- SOURCE INFORMATION -
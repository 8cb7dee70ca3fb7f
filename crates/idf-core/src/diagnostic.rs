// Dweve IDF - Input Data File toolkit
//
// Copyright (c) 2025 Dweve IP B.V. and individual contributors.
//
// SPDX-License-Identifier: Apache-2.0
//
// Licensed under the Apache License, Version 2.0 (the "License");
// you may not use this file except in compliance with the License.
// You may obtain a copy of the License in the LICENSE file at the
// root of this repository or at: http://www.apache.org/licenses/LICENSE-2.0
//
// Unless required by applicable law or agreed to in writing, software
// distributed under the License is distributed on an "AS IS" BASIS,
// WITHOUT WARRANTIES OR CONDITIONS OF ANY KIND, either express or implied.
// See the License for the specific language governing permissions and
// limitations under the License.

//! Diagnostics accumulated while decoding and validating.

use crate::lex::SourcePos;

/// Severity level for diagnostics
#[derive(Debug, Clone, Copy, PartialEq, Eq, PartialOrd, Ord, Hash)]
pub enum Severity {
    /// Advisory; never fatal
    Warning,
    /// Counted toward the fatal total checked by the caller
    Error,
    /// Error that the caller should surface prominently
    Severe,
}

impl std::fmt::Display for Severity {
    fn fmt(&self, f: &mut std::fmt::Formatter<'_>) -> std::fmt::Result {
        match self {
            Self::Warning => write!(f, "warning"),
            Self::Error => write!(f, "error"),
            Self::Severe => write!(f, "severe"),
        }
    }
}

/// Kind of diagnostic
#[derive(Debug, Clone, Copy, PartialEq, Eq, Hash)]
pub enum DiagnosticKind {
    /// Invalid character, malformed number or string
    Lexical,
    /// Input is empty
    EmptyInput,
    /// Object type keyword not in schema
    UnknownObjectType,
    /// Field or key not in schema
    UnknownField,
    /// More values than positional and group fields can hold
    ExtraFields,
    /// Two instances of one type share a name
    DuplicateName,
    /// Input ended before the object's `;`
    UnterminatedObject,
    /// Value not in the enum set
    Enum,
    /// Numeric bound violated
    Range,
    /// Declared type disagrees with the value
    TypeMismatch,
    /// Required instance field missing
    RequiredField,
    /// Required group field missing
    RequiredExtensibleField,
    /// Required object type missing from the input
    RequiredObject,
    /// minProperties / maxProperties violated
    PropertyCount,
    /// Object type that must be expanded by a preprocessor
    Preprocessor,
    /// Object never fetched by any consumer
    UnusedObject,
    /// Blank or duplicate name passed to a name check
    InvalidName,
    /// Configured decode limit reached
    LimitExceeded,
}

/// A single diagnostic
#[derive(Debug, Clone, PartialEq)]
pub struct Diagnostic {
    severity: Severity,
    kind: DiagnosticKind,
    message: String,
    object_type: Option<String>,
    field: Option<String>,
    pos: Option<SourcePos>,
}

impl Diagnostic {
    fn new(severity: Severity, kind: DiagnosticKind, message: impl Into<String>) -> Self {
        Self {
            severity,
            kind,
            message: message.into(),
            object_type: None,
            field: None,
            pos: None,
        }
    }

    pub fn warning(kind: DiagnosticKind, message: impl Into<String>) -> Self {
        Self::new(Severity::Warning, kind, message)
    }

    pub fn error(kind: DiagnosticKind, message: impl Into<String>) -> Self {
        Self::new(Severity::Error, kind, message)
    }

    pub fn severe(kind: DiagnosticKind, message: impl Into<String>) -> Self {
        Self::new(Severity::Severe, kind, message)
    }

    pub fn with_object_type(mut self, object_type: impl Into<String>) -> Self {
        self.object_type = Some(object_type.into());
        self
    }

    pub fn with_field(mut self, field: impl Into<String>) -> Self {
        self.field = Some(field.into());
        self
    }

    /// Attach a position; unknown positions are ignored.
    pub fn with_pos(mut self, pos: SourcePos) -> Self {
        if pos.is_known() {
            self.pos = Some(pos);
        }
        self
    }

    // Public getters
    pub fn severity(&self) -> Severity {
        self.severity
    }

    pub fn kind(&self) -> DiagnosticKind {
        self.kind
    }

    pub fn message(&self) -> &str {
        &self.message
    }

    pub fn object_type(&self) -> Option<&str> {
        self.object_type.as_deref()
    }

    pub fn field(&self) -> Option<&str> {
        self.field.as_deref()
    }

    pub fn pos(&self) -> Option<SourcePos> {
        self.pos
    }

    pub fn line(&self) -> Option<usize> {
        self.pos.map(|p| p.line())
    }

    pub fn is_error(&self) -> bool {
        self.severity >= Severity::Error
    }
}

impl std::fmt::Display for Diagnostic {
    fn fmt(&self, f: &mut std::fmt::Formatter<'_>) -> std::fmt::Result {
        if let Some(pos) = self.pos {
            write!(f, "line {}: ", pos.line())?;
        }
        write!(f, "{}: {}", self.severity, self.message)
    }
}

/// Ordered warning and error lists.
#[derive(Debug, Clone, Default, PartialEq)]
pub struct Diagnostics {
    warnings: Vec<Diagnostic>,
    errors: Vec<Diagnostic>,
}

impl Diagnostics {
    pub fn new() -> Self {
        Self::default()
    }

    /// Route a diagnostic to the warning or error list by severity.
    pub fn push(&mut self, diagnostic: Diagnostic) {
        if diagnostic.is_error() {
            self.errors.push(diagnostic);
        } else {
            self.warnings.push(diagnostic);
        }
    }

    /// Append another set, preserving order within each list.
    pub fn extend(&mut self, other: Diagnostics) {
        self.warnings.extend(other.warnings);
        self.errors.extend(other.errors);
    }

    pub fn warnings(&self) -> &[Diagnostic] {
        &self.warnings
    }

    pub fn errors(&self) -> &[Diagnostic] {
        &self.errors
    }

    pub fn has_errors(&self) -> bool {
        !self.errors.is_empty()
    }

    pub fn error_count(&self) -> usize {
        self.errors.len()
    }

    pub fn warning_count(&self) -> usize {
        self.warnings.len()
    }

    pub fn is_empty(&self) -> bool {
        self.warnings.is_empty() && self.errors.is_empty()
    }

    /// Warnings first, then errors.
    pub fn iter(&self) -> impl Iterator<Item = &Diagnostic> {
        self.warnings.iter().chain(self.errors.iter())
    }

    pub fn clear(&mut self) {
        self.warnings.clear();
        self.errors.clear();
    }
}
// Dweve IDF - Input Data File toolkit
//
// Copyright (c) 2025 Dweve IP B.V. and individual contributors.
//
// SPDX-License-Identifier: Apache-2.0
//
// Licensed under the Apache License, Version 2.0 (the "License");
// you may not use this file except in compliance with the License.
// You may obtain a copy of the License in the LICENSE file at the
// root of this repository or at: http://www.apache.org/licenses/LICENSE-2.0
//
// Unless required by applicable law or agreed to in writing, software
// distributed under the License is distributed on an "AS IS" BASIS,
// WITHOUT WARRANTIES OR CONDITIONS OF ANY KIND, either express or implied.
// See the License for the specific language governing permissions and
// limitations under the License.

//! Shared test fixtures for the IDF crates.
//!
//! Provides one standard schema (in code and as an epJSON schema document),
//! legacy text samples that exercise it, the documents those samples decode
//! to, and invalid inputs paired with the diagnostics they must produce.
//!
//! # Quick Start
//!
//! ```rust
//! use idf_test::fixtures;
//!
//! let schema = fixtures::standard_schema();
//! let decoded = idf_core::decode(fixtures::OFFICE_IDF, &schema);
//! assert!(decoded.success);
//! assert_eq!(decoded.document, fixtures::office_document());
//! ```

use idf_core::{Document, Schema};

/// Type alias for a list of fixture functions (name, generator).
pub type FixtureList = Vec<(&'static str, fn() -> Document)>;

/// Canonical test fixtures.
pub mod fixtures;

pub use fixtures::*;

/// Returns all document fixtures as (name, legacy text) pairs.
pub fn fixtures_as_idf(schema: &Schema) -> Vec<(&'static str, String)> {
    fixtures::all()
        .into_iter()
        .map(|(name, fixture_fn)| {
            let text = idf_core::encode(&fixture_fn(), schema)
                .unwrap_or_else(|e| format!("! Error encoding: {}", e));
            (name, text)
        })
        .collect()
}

- EXERCISE REQUIREMENTS -
In the records above, each line with the string "clear" should be copied.

- PROBLEM SOLUTION -
    pub fn clear(&mut self) {
        self.warnings.clear();
        self.errors.clear();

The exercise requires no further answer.